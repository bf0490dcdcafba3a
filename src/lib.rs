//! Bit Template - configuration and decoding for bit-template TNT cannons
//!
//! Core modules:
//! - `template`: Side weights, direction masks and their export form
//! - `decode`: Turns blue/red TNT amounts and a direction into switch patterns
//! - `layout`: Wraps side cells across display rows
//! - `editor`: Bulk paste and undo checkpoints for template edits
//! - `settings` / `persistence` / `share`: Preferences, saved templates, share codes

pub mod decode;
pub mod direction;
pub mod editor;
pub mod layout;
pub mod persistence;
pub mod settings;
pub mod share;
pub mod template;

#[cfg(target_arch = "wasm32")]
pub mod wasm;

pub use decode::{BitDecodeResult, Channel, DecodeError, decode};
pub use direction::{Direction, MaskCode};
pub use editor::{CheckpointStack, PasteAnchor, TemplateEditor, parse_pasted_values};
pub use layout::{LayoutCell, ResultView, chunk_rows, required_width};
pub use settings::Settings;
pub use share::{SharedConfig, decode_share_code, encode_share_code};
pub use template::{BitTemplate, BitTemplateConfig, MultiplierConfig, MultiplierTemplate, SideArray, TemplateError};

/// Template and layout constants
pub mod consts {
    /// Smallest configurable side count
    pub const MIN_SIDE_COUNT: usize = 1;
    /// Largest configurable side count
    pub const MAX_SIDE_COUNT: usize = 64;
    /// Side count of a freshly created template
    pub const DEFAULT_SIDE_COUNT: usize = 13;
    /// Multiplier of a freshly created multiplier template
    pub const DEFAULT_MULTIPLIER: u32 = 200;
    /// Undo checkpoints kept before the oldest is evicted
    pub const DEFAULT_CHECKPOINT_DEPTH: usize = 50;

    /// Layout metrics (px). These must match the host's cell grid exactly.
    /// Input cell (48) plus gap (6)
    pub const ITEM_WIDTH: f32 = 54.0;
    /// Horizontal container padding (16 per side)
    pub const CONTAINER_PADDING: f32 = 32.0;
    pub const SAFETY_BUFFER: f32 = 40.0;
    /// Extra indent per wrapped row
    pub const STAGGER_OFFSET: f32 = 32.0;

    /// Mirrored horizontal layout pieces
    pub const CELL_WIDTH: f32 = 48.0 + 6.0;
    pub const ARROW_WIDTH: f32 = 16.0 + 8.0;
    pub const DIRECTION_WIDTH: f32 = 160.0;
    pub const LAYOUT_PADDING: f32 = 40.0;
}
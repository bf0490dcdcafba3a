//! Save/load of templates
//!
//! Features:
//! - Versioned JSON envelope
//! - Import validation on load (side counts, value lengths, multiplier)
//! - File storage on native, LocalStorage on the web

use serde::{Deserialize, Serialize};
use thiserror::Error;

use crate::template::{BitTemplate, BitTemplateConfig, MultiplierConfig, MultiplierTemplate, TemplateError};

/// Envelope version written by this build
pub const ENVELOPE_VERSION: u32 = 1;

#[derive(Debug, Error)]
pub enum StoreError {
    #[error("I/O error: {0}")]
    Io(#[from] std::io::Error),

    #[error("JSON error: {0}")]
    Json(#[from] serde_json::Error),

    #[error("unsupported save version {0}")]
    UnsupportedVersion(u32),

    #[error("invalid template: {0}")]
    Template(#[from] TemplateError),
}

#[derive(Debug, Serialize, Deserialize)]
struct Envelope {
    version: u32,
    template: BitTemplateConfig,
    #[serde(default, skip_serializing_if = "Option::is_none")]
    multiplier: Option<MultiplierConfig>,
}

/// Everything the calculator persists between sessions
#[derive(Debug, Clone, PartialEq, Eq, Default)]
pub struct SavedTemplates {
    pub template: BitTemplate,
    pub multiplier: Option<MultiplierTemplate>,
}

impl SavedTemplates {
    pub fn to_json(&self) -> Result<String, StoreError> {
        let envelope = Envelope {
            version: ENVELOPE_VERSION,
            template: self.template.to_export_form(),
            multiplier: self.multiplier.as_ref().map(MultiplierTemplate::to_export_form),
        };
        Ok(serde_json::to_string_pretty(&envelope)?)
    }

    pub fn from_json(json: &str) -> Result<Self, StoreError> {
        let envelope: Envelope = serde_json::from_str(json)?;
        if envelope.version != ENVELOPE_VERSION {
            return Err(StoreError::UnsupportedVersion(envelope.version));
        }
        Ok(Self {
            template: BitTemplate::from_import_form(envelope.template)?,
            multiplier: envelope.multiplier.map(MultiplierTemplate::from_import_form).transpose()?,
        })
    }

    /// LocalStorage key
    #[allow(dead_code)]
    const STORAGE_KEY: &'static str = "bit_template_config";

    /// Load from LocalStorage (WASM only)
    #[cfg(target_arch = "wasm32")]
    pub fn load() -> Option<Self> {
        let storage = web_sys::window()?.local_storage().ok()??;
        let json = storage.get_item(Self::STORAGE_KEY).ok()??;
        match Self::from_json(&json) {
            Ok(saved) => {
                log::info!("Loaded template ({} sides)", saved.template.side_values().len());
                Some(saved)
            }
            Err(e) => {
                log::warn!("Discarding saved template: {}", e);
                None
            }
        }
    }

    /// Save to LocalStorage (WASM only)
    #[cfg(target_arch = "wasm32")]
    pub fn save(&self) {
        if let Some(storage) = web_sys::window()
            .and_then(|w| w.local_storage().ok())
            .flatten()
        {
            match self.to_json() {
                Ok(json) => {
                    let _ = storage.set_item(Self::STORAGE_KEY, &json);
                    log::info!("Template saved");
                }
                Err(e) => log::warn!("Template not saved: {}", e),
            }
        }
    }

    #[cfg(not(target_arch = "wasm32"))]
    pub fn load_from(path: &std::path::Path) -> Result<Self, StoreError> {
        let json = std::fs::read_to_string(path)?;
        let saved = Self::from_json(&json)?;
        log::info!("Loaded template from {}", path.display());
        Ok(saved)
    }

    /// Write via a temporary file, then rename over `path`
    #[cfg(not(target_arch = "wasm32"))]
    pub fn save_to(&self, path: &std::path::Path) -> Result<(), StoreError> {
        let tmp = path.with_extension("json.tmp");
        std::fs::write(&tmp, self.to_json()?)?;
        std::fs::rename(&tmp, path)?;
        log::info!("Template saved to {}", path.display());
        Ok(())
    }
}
···
▶ [Action item]: The expected result is every record above, duplicated exactly.

▶ [Solution]:
repository bf0490dcdcafba3a
filename src/lib.rs
//! Bit Template - configuration and decoding for bit-template TNT cannons
//!
//! Core modules:
//! - `template`: Side weights, direction masks and their export form
//! - `decode`: Turns blue/red TNT amounts and a direction into switch patterns
//! - `layout`: Wraps side cells across display rows
//! - `editor`: Bulk paste and undo checkpoints for template edits
//! - `settings` / `persistence` / `share`: Preferences, saved templates, share codes

pub mod decode;
pub mod direction;
pub mod editor;
pub mod layout;
pub mod persistence;
pub mod settings;
pub mod share;
pub mod template;

#[cfg(target_arch = "wasm32")]
pub mod wasm;

pub use decode::{BitDecodeResult, Channel, DecodeError, decode};
pub use direction::{Direction, MaskCode};
pub use editor::{CheckpointStack, PasteAnchor, TemplateEditor, parse_pasted_values};
pub use layout::{LayoutCell, ResultView, chunk_rows, required_width};
pub use settings::Settings;
pub use share::{SharedConfig, decode_share_code, encode_share_code};
pub use template::{BitTemplate, BitTemplateConfig, MultiplierConfig, MultiplierTemplate, SideArray, TemplateError};

/// Template and layout constants
pub mod consts {
    /// Smallest configurable side count
    pub const MIN_SIDE_COUNT: usize = 1;
    /// Largest configurable side count
    pub const MAX_SIDE_COUNT: usize = 64;
    /// Side count of a freshly created template
    pub const DEFAULT_SIDE_COUNT: usize = 13;
    /// Multiplier of a freshly created multiplier template
    pub const DEFAULT_MULTIPLIER: u32 = 200;
    /// Undo checkpoints kept before the oldest is evicted
    pub const DEFAULT_CHECKPOINT_DEPTH: usize = 50;

    /// Layout metrics (px). These must match the host's cell grid exactly.
    /// Input cell (48) plus gap (6)
    pub const ITEM_WIDTH: f32 = 54.0;
    /// Horizontal container padding (16 per side)
    pub const CONTAINER_PADDING: f32 = 32.0;
    pub const SAFETY_BUFFER: f32 = 40.0;
    /// Extra indent per wrapped row
    pub const STAGGER_OFFSET: f32 = 32.0;

    /// Mirrored horizontal layout pieces
    pub const CELL_WIDTH: f32 = 48.0 + 6.0;
    pub const ARROW_WIDTH: f32 = 16.0 + 8.0;
    pub const DIRECTION_WIDTH: f32 = 160.0;
    pub const LAYOUT_PADDING: f32 = 40.0;
}
repository bf0490dcdcafba3a
//! Save/load of templates
//!
//! Features:
//! - Versioned JSON envelope
//! - Import validation on load (side counts, value lengths, multiplier)
//! - File storage on native, LocalStorage on the web

use serde::{Deserialize, Serialize};
use thiserror::Error;

use crate::template::{BitTemplate, BitTemplateConfig, MultiplierConfig, MultiplierTemplate, TemplateError};

/// Envelope version written by this build
pub const ENVELOPE_VERSION: u32 = 1;

#[derive(Debug, Error)]
pub enum StoreError {
    #[error("I/O error: {0}")]
    Io(#[from] std::io::Error),

    #[error("JSON error: {0}")]
    Json(#[from] serde_json::Error),

    #[error("unsupported save version {0}")]
    UnsupportedVersion(u32),

    #[error("invalid template: {0}")]
    Template(#[from] TemplateError),
}

#[derive(Debug, Serialize, Deserialize)]
struct Envelope {
    version: u32,
    template: BitTemplateConfig,
    #[serde(default, skip_serializing_if = "Option::is_none")]
    multiplier: Option<MultiplierConfig>,
}

/// Everything the calculator persists between sessions
#[derive(Debug, Clone, PartialEq, Eq, Default)]
pub struct SavedTemplates {
    pub template: BitTemplate,
    pub multiplier: Option<MultiplierTemplate>,
}

impl SavedTemplates {
    pub fn to_json(&self) -> Result<String, StoreError> {
        let envelope = Envelope {
            version: ENVELOPE_VERSION,
            template: self.template.to_export_form(),
            multiplier: self.multiplier.as_ref().map(MultiplierTemplate::to_export_form),
        };
        Ok(serde_json::to_string_pretty(&envelope)?)
    }

    pub fn from_json(json: &str) -> Result<Self, StoreError> {
        let envelope: Envelope = serde_json::from_str(json)?;
        if envelope.version != ENVELOPE_VERSION {
            return Err(StoreError::UnsupportedVersion(envelope.version));
        }
        Ok(Self {
            template: BitTemplate::from_import_form(envelope.template)?,
            multiplier: envelope.multiplier.map(MultiplierTemplate::from_import_form).transpose()?,
        })
    }

    /// LocalStorage key
    #[allow(dead_code)]
    const STORAGE_KEY: &'static str = "bit_template_config";

    /// Load from LocalStorage (WASM only)
    #[cfg(target_arch = "wasm32")]
    pub fn load() -> Option<Self> {
        let storage = web_sys::window()?.local_storage().ok()??;
        let json = storage.get_item(Self::STORAGE_KEY).ok()??;
        match Self::from_json(&json) {
            Ok(saved) => {
                log::info!("Loaded template ({} sides)", saved.template.side_values().len());
                Some(saved)
            }
            Err(e) => {
                log::warn!("Discarding saved template: {}", e);
                None
            }
        }
    }

    /// Save to LocalStorage (WASM only)
    #[cfg(target_arch = "wasm32")]
    pub fn save(&self) {
        if let Some(storage) = web_sys::window()
            .and_then(|w| w.local_storage().ok())
            .flatten()
        {
            match self.to_json() {
                Ok(json) => {
                    let _ = storage.set_item(Self::STORAGE_KEY, &json);
                    log::info!("Template saved");
                }
                Err(e) => log::warn!("Template not saved: {}", e),
            }
        }
    }

    #[cfg(not(target_arch = "wasm32"))]
    pub fn load_from(path: &std::path::Path) -> Result<Self, StoreError> {
        let json = std::fs::read_to_string(path)?;
        let saved = Self::from_json(&json)?;
        log::info!("Loaded template from {}", path.display());
        Ok(saved)
    }

    /// Write via a temporary file, then rename over `path`
    #[cfg(not(target_arch = "wasm32"))]
    pub fn save_to(&self, path: &std::path::Path) -> Result<(), StoreError> {
        let tmp = path.with_extension("json.tmp");
        std::fs::write(&tmp, self.to_json()?)?;
        std::fs::rename(&tmp, path)?;
        log::info!("Template saved to {}", path.display());
        Ok(())
    }
}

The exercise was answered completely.